=== Collected data entries ===
______
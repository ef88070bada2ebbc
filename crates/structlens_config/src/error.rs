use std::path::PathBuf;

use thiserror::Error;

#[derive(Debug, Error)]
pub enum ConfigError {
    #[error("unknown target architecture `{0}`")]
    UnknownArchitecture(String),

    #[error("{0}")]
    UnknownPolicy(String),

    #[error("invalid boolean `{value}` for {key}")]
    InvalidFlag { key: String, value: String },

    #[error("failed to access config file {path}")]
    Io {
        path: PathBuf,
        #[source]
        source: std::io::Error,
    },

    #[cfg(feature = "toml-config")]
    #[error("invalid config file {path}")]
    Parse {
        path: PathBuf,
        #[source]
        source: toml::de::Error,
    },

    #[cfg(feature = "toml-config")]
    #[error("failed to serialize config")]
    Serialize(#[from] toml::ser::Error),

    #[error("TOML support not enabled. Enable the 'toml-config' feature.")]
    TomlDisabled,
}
______
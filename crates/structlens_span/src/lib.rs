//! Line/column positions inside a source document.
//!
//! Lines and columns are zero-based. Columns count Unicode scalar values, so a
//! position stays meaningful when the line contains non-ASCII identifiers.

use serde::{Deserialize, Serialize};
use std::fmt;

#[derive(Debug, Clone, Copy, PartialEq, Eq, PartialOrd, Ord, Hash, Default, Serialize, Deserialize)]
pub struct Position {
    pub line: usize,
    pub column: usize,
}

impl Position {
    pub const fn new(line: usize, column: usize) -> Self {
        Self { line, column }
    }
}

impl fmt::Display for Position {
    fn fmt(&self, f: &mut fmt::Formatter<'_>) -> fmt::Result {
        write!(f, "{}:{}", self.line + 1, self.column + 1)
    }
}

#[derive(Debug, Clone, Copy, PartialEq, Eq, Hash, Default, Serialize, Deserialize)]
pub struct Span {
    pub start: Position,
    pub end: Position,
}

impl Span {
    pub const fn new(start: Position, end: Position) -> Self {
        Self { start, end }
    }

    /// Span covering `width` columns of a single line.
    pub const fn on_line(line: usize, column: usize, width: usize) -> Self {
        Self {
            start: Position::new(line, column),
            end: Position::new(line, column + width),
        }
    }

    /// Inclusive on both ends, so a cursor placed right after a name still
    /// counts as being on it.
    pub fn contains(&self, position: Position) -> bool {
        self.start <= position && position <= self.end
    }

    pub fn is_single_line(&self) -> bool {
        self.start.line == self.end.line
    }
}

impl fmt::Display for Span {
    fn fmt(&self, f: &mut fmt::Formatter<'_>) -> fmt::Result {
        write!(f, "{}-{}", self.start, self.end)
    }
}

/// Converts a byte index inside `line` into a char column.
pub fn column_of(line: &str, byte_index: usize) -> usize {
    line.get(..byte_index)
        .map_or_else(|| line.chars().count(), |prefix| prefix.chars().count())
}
______
=== What is needed ===
The answer must be every line of the data that contains the word "Hash".

=== Exercise answer ===
#[derive(Debug, Clone, Copy, PartialEq, Eq, PartialOrd, Ord, Hash, Default, Serialize, Deserialize)]
#[derive(Debug, Clone, Copy, PartialEq, Eq, Hash, Default, Serialize, Deserialize)]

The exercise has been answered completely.